The carboxylic acid containing dye AR 87 also exhibit high dye rejection in acidic pH
(Fig. 3c). The dye rejection, however, decreases significantly with increasing pH for this
molecule. The sulfonic acid containing DB 53 exhibits high dye rejection in all the three pH
values (Fig. 3c). Since DB 53 (SO3-) does not electrosorb on NF membrane, it moves along with
the reject solution and do not adsorb and permeate through the membrane. On the other hand,
AR 87 (COO-) tends to accumulate on the membrane surface even in alkaline pH leading to
higher membrane surface concentration and permeation through the membrane leading to lower
dye rejection. The solubility of AR 87 (COO-) does not change with the pH of the medium
(Table 3). Hence, in acidic pH, pore blocking due to electrosorption of AR 87 (COO-) appears to
be the main contributing factor for higher dye rejection.

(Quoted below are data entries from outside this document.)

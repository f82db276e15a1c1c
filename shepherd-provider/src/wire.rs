use serde_json::Value;
use shepherd_types::Usage;

/// Normalize a provider's raw usage object into the canonical [`Usage`]
/// shape, recognizing any of three known wire shapes: OpenAI-compatible
/// (`prompt_tokens` / `completion_tokens`), Anthropic-native (`input_tokens`
/// / `output_tokens`), or already-canonical camelCase (`inputTokens` /
/// `outputTokens`). Within whichever shape is detected, an absent sibling
/// field becomes zero. An object matching none of the three shapes
/// normalizes to all-zero usage.
pub fn normalize_usage(value: &Value) -> Usage {
    let get = |key: &str| value.get(key).and_then(Value::as_u64).unwrap_or(0);

    if has_any(value, &["prompt_tokens", "completion_tokens"]) {
        Usage::new(get("prompt_tokens"), get("completion_tokens"))
    } else if has_any(value, &["input_tokens", "output_tokens"]) {
        Usage::new(get("input_tokens"), get("output_tokens"))
    } else if has_any(value, &["inputTokens", "outputTokens"]) {
        Usage::new(get("inputTokens"), get("outputTokens"))
    } else {
        Usage::new(0, 0)
    }
}

fn has_any(value: &Value, keys: &[&str]) -> bool {
    keys.iter().any(|k| value.get(*k).is_some())
}
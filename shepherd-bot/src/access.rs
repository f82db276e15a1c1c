use std::collections::HashMap;
use std::sync::Mutex;
use std::time::{Duration, Instant};

/// Allow-list and admin-list checks for incoming chat ids.
///
/// An empty `allowed_chat_ids` means unrestricted, matching
/// `shepherd_config::TelegramConfig`'s documented default.
pub struct AccessControl {
    allowed_chat_ids: Vec<i64>,
    admin_chat_ids: Vec<i64>,
}

impl AccessControl {
    /// Build from the configured allow-list and admin sub-list.
    pub fn new(allowed_chat_ids: Vec<i64>, admin_chat_ids: Vec<i64>) -> Self {
        Self {
            allowed_chat_ids,
            admin_chat_ids,
        }
    }

    /// Whether `chat_id` may use the bot at all.
    pub fn is_allowed(&self, chat_id: i64) -> bool {
        self.allowed_chat_ids.is_empty() || self.allowed_chat_ids.contains(&chat_id)
    }

    /// Whether `chat_id` may run elevated (`/dev`) or other write-gated
    /// operations.
    pub fn is_admin(&self, chat_id: i64) -> bool {
        self.admin_chat_ids.contains(&chat_id)
    }
}

/// Per-chat minimum spacing between non-command messages.
///
/// Backed by a plain `Mutex<HashMap>` rather than anything fancier: one bot
/// process, contention is microseconds, and the map never needs to survive
/// a restart.
pub struct Cooldown {
    window: Duration,
    last_seen: Mutex<HashMap<i64, Instant>>,
}

impl Cooldown {
    /// Build a cooldown tracker requiring `seconds` between messages from
    /// the same chat. `seconds == 0` disables the cooldown.
    pub fn new(seconds: u64) -> Self {
        Self {
            window: Duration::from_secs(seconds),
            last_seen: Mutex::new(HashMap::new()),
        }
    }

    /// Whether `chat_id` may send a non-command message right now. Updates
    /// the chat's last-seen time as a side effect only when it returns
    /// `true` — a chat that is rate-limited gets to retry immediately once
    /// the window has elapsed rather than restarting a fresh window.
    pub fn check(&self, chat_id: i64) -> bool {
        if self.window.is_zero() {
            return true;
        }
        let mut seen = self.last_seen.lock().expect("cooldown lock poisoned");
        let now = Instant::now();
        match seen.get(&chat_id) {
            Some(last) if now.duration_since(*last) < self.window => false,
            _ => {
                seen.insert(chat_id, now);
                true
            }
        }
    }
}
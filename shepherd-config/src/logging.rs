use std::path::Path;
use tracing_subscriber::layer::SubscriberExt;
use tracing_subscriber::util::SubscriberInitExt;
use tracing_subscriber::{fmt, EnvFilter};

/// Keeps the non-blocking file appender's worker thread alive. Drop this
/// only at process exit — dropping it early silently stops log flushes.
pub struct LoggingGuard {
    _file_guard: tracing_appender::non_blocking::WorkerGuard,
}

/// Install the global tracing subscriber: compact output on stdout plus a
/// JSON-lines event log at `<log_dir>/app.log`.
///
/// `RUST_LOG` overrides the default `info` filter when set.
pub fn init_logging(log_dir: impl AsRef<Path>) -> LoggingGuard {
    let file_appender = tracing_appender::rolling::never(log_dir.as_ref(), "app.log");
    let (non_blocking, file_guard) = tracing_appender::non_blocking(file_appender);

    let filter = EnvFilter::try_from_default_env().unwrap_or_else(|_| EnvFilter::new("info"));

    tracing_subscriber::registry()
        .with(filter)
        .with(fmt::layer().with_target(false))
        .with(fmt::layer().json().with_writer(non_blocking))
        .init();

    LoggingGuard {
        _file_guard: file_guard,
    }
}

Since the charge of the dye molecule is
likely to be neutral in this pH due to acid base interaction of this weak acid.
Ar COO- +H+

Ar COOH

(16)

In the alkaline pH, the electrostatic interactions between the COO- and the positively
charged amide surface are likely to be stronger than the SO3 group leading to higher fouling.

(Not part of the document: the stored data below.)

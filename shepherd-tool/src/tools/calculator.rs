use crate::registry::{ToolContext, ToolDyn, ToolError};
use regex::Regex;
use serde_json::{json, Value};
use std::future::Future;
use std::pin::Pin;
use std::sync::LazyLock;

static ALLOWED_CHARS: LazyLock<Regex> = LazyLock::new(|| {
    Regex::new(r"^[0-9+\-*/().\s]+$").expect("valid regex")
});

/// Evaluates a four-function arithmetic expression. Inputs containing any
/// character outside `[0-9+\-*/().\s]` are rejected without evaluation.
pub struct CalculatorTool;

impl ToolDyn for CalculatorTool {
    fn name(&self) -> &str {
        "calculator"
    }

    fn description(&self) -> &str {
        "Evaluate a basic arithmetic expression using +, -, *, /, and parentheses."
    }

    fn parameters(&self) -> Value {
        json!({
            "type": "object",
            "properties": {
                "expression": {
                    "type": "string",
                    "description": "An arithmetic expression, e.g. \"(2 + 3) * 4\"."
                }
            },
            "required": ["expression"],
            "additionalProperties": false
        })
    }

    fn call(
        &self,
        args: Value,
        _ctx: ToolContext,
    ) -> Pin<Box<dyn Future<Output = Result<Value, ToolError>> + Send + '_>> {
        Box::pin(async move {
            let expression = args
                .get("expression")
                .and_then(Value::as_str)
                .ok_or_else(|| {
                    ToolError::InvalidInput("missing required field: expression".into())
                })?
                .to_string();

            if !ALLOWED_CHARS.is_match(&expression) {
                return Err(ToolError::InvalidInput(format!(
                    "expression contains disallowed characters: {expression}"
                )));
            }

            let value = eval::evaluate(&expression)
                .map_err(|e| ToolError::InvalidInput(format!("could not evaluate: {e}")))?;

            Ok(json!({
                "expression": expression,
                "value": value,
            }))
        })
    }
}

/// A minimal recursive-descent evaluator for the `[0-9+\-*/().\s]` grammar.
/// No external crate carries exactly this grammar, so it is hand-rolled
/// rather than pulled in as a dependency for four operators.
mod eval {
    #[derive(Debug)]
    pub struct EvalError(String);

    impl std::fmt::Display for EvalError {
        fn fmt(&self, f: &mut std::fmt::Formatter<'_>) -> std::fmt::Result {
            write!(f, "{}", self.0)
        }
    }

    pub fn evaluate(expression: &str) -> Result<f64, EvalError> {
        let tokens = tokenize(expression)?;
        let mut parser = Parser { tokens, pos: 0 };
        let value = parser.parse_expr()?;
        if parser.pos != parser.tokens.len() {
            return Err(EvalError("unexpected trailing input".into()));
        }
        Ok(value)
    }

    #[derive(Debug, Clone, PartialEq)]
    enum Token {
        Number(f64),
        Plus,
        Minus,
        Star,
        Slash,
        LParen,
        RParen,
    }

    fn tokenize(input: &str) -> Result<Vec<Token>, EvalError> {
        let mut tokens = Vec::new();
        let chars: Vec<char> = input.chars().collect();
        let mut i = 0;
        while i < chars.len() {
            let c = chars[i];
            match c {
                ' ' | '\t' | '\n' | '\r' => i += 1,
                '+' => {
                    tokens.push(Token::Plus);
                    i += 1;
                }
                '-' => {
                    tokens.push(Token::Minus);
                    i += 1;
                }
                '*' => {
                    tokens.push(Token::Star);
                    i += 1;
                }
                '/' => {
                    tokens.push(Token::Slash);
                    i += 1;
                }
                '(' => {
                    tokens.push(Token::LParen);
                    i += 1;
                }
                ')' => {
                    tokens.push(Token::RParen);
                    i += 1;
                }
                '0'..='9' | '.' => {
                    let start = i;
                    while i < chars.len() && (chars[i].is_ascii_digit() || chars[i] == '.') {
                        i += 1;
                    }
                    let text: String = chars[start..i].iter().collect();
                    let value = text
                        .parse::<f64>()
                        .map_err(|_| EvalError(format!("invalid number: {text}")))?;
                    tokens.push(Token::Number(value));
                }
                other => return Err(EvalError(format!("unexpected character: {other}"))),
            }
        }
        Ok(tokens)
    }

    struct Parser {
        tokens: Vec<Token>,
        pos: usize,
    }

    impl Parser {
        fn peek(&self) -> Option<&Token> {
            self.tokens.get(self.pos)
        }

        fn advance(&mut self) -> Option<Token> {
            let t = self.tokens.get(self.pos).cloned();
            self.pos += 1;
            t
        }

        // expr := term (('+' | '-') term)*
        fn parse_expr(&mut self) -> Result<f64, EvalError> {
            let mut value = self.parse_term()?;
            loop {
                match self.peek() {
                    Some(Token::Plus) => {
                        self.advance();
                        value += self.parse_term()?;
                    }
                    Some(Token::Minus) => {
                        self.advance();
                        value -= self.parse_term()?;
                    }
                    _ => break,
                }
            }
            Ok(value)
        }

        // term := factor (('*' | '/') factor)*
        fn parse_term(&mut self) -> Result<f64, EvalError> {
            let mut value = self.parse_factor()?;
            loop {
                match self.peek() {
                    Some(Token::Star) => {
                        self.advance();
                        value *= self.parse_factor()?;
                    }
                    Some(Token::Slash) => {
                        self.advance();
                        let divisor = self.parse_factor()?;
                        if divisor == 0.0 {
                            return Err(EvalError("division by zero".into()));
                        }
                        value /= divisor;
                    }
                    _ => break,
                }
            }
            Ok(value)
        }

        // factor := ('-' | '+')? primary
        fn parse_factor(&mut self) -> Result<f64, EvalError> {
            match self.peek() {
                Some(Token::Minus) => {
                    self.advance();
                    Ok(-self.parse_factor()?)
                }
                Some(Token::Plus) => {
                    self.advance();
                    self.parse_factor()
                }
                _ => self.parse_primary(),
            }
        }

        // primary := NUMBER | '(' expr ')'
        fn parse_primary(&mut self) -> Result<f64, EvalError> {
            match self.advance() {
                Some(Token::Number(n)) => Ok(n),
                Some(Token::LParen) => {
                    let value = self.parse_expr()?;
                    match self.advance() {
                        Some(Token::RParen) => Ok(value),
                        _ => Err(EvalError("expected closing parenthesis".into())),
                    }
                }
                other => Err(EvalError(format!("unexpected token: {other:?}"))),
            }
        }
    }

    #[cfg(test)]
    mod tests {
        use super::*;

        #[test]
        fn evaluates_precedence() {
            assert_eq!(evaluate("2 + 3 * 4").unwrap(), 14.0);
        }

        #[test]
        fn evaluates_parentheses() {
            assert_eq!(evaluate("(2 + 3) * 4").unwrap(), 20.0);
        }

        #[test]
        fn evaluates_unary_minus() {
            assert_eq!(evaluate("-5 + 2").unwrap(), -3.0);
        }

        #[test]
        fn rejects_division_by_zero() {
            assert!(evaluate("1 / 0").is_err());
        }
    }
}

#[cfg(test)]
mod tests {
    use super::*;
    use shepherd_types::Purpose;

    fn ctx() -> ToolContext {
        ToolContext {
            purpose: Purpose::Default,
        }
    }

    #[tokio::test]
    async fn evaluates_simple_expression() {
        let tool = CalculatorTool;
        let result = tool.call(json!({"expression": "2 + 2"}), ctx()).await.unwrap();
        assert_eq!(result["value"], 4.0);
    }

    #[tokio::test]
    async fn rejects_non_arithmetic_characters() {
        let tool = CalculatorTool;
        let err = tool
            .call(json!({"expression": "2 + system(\"ls\")"}), ctx())
            .await
            .unwrap_err();
        assert!(matches!(err, ToolError::InvalidInput(_)));
    }
}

This aspect however deserves further investigation.
3.2 Comparative behavior of BB 9 (S+/N+) and BG 4 (N+)
In general, basic dyes contain positive charge on the dye molecule. The isoelectric point
of NF 270 is reported to be around 3.3 [4]. Hence, with increasing pH, the negative charge of the
membrane surface also increases, leading to enhanced electrostatic interaction between the
membrane charge and the positively charged dye molecules (Fig. 2). The resulting adsorption of
positively charged dye molecules on the membrane leads to significant flux decline with
increasing pH. This trend (Fig. 4a) was noticed for both BB 9 (S+/N+) and BG 4 (N+).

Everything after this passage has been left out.